Determine the number of lines below that contain "relay". Write nothing but that number.

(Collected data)
=-=-=

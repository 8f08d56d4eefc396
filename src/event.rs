//! Inbound webhook payload schema.
//!
//! Payload parsing is a strict classification step: every raw body becomes
//! one of three tagged variants before it can reach business logic. Only
//! `ParsedEvent::Update` carries data onward; unrecognized and malformed
//! payloads are expected traffic and never errors.
//!
//! Linear delivers project updates in two shapes, with the update fields
//! either nested under `data.projectUpdate` or flat on `data`. Team
//! information may be embedded (`project.teams.nodes`, `project.team`) or
//! only referenced by id, in which case the handler resolves it through the
//! upstream client.

use serde::Deserialize;
use serde_json::Value;

/// Webhook event type recognized by the relay.
pub const PROJECT_UPDATE_TYPE: &str = "ProjectUpdate";

/// Action carried by a recognized project update event.
#[derive(Debug, Clone, Copy, PartialEq, Eq)]
pub enum UpdateAction {
    /// A new update was posted.
    Create,
    /// An existing update was edited.
    Update,
}

impl UpdateAction {
    fn parse(action: &str) -> Option<Self> {
        match action {
            "create" => Some(Self::Create),
            "update" => Some(Self::Update),
            _ => None,
        }
    }
}

/// A recognized project update event, extracted from a webhook payload.
///
/// Transient: lives for the duration of one request.
#[derive(Debug, Clone)]
pub struct UpdateEvent {
    /// Whether this is a new update or an edit of an existing one.
    pub action: UpdateAction,
    /// Upstream update identifier, used for idempotent appends.
    pub update_id: Option<String>,
    /// Team identifier for metadata lookup when no name is embedded.
    pub team_id: Option<String>,
    /// Team display name(s), when embedded in the payload.
    pub team_name: Option<String>,
    /// Project display name.
    pub project_name: String,
    /// Link back to the project in the upstream service.
    pub project_url: Option<String>,
    /// Update body text.
    pub body: String,
    /// Update health (`onTrack`, `atRisk`, `offTrack`).
    pub health: Option<String>,
    /// Delivery timestamp in epoch milliseconds, for replay detection.
    pub webhook_timestamp_ms: Option<i64>,
}

/// Result of classifying a raw webhook body.
#[derive(Debug)]
pub enum ParsedEvent {
    /// A recognized project update event.
    Update(UpdateEvent),
    /// A well-formed payload for an event type or action the relay ignores.
    Unrecognized {
        /// The payload's `type` and `action`, for logging.
        kind: String,
    },
    /// A body that is not valid JSON or lacks the envelope fields.
    Malformed {
        /// Why classification failed, for logging.
        reason: String,
    },
}

/// Webhook envelope, common to all event types.
#[derive(Debug, Deserialize)]
struct Envelope {
    #[serde(rename = "type")]
    kind: Option<String>,
    action: Option<String>,
    #[serde(default)]
    data: Value,
    #[serde(rename = "webhookTimestamp")]
    webhook_timestamp: Option<i64>,
}

impl ParsedEvent {
    /// Classifies a raw webhook body.
    ///
    /// Never errors: malformed input yields [`ParsedEvent::Malformed`].
    #[must_use]
    pub fn from_slice(raw: &[u8]) -> Self {
        let envelope: Envelope = match serde_json::from_slice(raw) {
            Ok(envelope) => envelope,
            Err(e) => {
                return Self::Malformed {
                    reason: format!("invalid JSON: {e}"),
                };
            },
        };

        let Some(kind) = envelope.kind else {
            return Self::Malformed {
                reason: "missing 'type' field".to_string(),
            };
        };

        if kind != PROJECT_UPDATE_TYPE {
            return Self::Unrecognized { kind };
        }

        let Some(action) = envelope
            .action
            .as_deref()
            .and_then(UpdateAction::parse)
        else {
            return Self::Unrecognized {
                kind: format!(
                    "{kind}/{}",
                    envelope.action.as_deref().unwrap_or("<none>")
                ),
            };
        };

        // The update fields are either nested under data.projectUpdate or
        // flat on data itself.
        let data = &envelope.data;
        let update = data.get("projectUpdate").unwrap_or(data);
        if !update.is_object() {
            return Self::Malformed {
                reason: "'data' is not an object".to_string(),
            };
        }

        let project = update.get("project").filter(|p| p.is_object());

        Self::Update(UpdateEvent {
            action,
            update_id: string_field(update, "id").or_else(|| string_field(update, "slugId")),
            team_id: team_id_of(update, project),
            team_name: team_name_of(update, project),
            project_name: project
                .and_then(|p| string_field(p, "name"))
                .unwrap_or_else(|| "Unknown Project".to_string()),
            project_url: project
                .and_then(|p| string_field(p, "url").or_else(|| string_field(p, "webUrl")))
                .or_else(|| string_field(update, "url")),
            body: string_field(update, "body").unwrap_or_default(),
            health: string_field(update, "health"),
            webhook_timestamp_ms: envelope.webhook_timestamp,
        })
    }
}

fn string_field(value: &Value, key: &str) -> Option<String> {
    value
        .get(key)
        .and_then(Value::as_str)
        .filter(|s| !s.is_empty())
        .map(ToString::to_string)
}

/// Extracts embedded team name(s), joining multiple teams with `" & "`.
fn team_name_of(update: &Value, project: Option<&Value>) -> Option<String> {
    if let Some(project) = project {
        let names: Vec<String> = project
            .get("teams")
            .and_then(|t| t.get("nodes"))
            .and_then(Value::as_array)
            .map(|nodes| nodes.iter().filter_map(|n| string_field(n, "name")).collect())
            .unwrap_or_default();
        if !names.is_empty() {
            return Some(names.join(" & "));
        }

        if let Some(name) = project.get("team").and_then(|t| string_field(t, "name")) {
            return Some(name);
        }
    }

    update.get("team").and_then(|t| string_field(t, "name"))
}

/// Extracts a team id for the upstream lookup fallback.
fn team_id_of(update: &Value, project: Option<&Value>) -> Option<String> {
    project
        .and_then(|p| string_field(p, "teamId"))
        .or_else(|| string_field(update, "teamId"))
        .or_else(|| {
            // `team` may be a bare id string rather than an object.
            update
                .get("team")
                .or_else(|| project.and_then(|p| p.get("team")))
                .and_then(Value::as_str)
                .map(ToString::to_string)
        })
}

=-=-=

◆ Task response:
2